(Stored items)
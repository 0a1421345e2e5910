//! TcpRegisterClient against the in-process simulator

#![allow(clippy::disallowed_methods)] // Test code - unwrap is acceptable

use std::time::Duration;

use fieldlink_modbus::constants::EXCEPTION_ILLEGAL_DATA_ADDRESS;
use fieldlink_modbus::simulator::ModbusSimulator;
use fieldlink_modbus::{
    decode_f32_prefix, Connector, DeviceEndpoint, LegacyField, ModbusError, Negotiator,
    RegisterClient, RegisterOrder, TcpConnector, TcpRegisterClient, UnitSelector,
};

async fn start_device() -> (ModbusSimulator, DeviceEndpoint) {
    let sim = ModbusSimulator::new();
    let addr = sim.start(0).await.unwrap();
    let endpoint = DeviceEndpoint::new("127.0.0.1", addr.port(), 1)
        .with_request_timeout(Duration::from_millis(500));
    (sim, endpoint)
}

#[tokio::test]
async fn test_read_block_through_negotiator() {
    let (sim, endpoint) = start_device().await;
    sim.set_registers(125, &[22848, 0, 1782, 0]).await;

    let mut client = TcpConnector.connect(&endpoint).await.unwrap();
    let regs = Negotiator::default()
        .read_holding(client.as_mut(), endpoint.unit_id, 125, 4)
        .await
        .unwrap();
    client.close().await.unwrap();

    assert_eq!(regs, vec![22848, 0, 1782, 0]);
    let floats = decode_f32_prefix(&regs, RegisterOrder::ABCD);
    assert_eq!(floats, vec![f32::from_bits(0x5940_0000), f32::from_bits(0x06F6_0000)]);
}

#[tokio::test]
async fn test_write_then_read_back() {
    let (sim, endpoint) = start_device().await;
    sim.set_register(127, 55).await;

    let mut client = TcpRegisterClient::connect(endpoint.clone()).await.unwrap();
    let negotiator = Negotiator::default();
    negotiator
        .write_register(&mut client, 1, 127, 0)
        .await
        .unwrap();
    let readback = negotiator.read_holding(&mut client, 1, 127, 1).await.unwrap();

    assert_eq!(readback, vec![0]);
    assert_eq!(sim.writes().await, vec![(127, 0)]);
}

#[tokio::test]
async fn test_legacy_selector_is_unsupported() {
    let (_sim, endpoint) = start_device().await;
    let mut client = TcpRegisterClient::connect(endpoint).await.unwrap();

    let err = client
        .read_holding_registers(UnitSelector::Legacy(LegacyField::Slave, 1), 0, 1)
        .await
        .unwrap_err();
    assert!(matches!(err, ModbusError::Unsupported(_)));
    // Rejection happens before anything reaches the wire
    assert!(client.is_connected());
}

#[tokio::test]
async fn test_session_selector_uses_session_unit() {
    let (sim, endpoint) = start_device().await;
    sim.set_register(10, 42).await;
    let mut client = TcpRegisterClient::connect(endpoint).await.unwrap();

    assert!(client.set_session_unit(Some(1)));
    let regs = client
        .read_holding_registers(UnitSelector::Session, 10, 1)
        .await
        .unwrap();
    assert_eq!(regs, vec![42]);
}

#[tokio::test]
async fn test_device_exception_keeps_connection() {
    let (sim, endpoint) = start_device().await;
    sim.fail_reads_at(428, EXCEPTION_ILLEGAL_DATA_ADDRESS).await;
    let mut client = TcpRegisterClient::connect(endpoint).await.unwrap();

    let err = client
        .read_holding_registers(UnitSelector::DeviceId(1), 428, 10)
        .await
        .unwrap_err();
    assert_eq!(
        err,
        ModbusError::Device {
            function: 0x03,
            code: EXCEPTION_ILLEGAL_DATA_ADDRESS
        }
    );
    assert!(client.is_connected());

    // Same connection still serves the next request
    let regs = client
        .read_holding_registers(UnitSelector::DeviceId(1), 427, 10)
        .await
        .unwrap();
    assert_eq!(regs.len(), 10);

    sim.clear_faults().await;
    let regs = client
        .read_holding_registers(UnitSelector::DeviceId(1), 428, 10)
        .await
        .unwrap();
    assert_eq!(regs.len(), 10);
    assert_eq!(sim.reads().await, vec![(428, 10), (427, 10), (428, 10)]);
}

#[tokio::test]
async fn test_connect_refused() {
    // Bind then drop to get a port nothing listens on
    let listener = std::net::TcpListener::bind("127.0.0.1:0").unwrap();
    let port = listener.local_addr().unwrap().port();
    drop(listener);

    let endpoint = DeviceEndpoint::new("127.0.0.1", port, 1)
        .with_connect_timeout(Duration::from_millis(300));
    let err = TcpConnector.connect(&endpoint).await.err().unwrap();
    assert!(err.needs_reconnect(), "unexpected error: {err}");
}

▶ [WORK ORDER] Taking the entries above, print exactly the lines starting at the line with "let floats = decode_f32_prefix(&regs, RegisterOrder::ABCD);" and ending at the line with "assert_eq!(readback, vec![0]);", both included.

▶ [SOLUTION TO THIS EXERCISE]
    let floats = decode_f32_prefix(&regs, RegisterOrder::ABCD);
    assert_eq!(floats, vec![f32::from_bits(0x5940_0000), f32::from_bits(0x06F6_0000)]);
}

#[tokio::test]
async fn test_write_then_read_back() {
    let (sim, endpoint) = start_device().await;
    sim.set_register(127, 55).await;

    let mut client = TcpRegisterClient::connect(endpoint.clone()).await.unwrap();
    let negotiator = Negotiator::default();
    negotiator
        .write_register(&mut client, 1, 127, 0)
        .await
        .unwrap();
    let readback = negotiator.read_holding(&mut client, 1, 127, 1).await.unwrap();

    assert_eq!(readback, vec![0]);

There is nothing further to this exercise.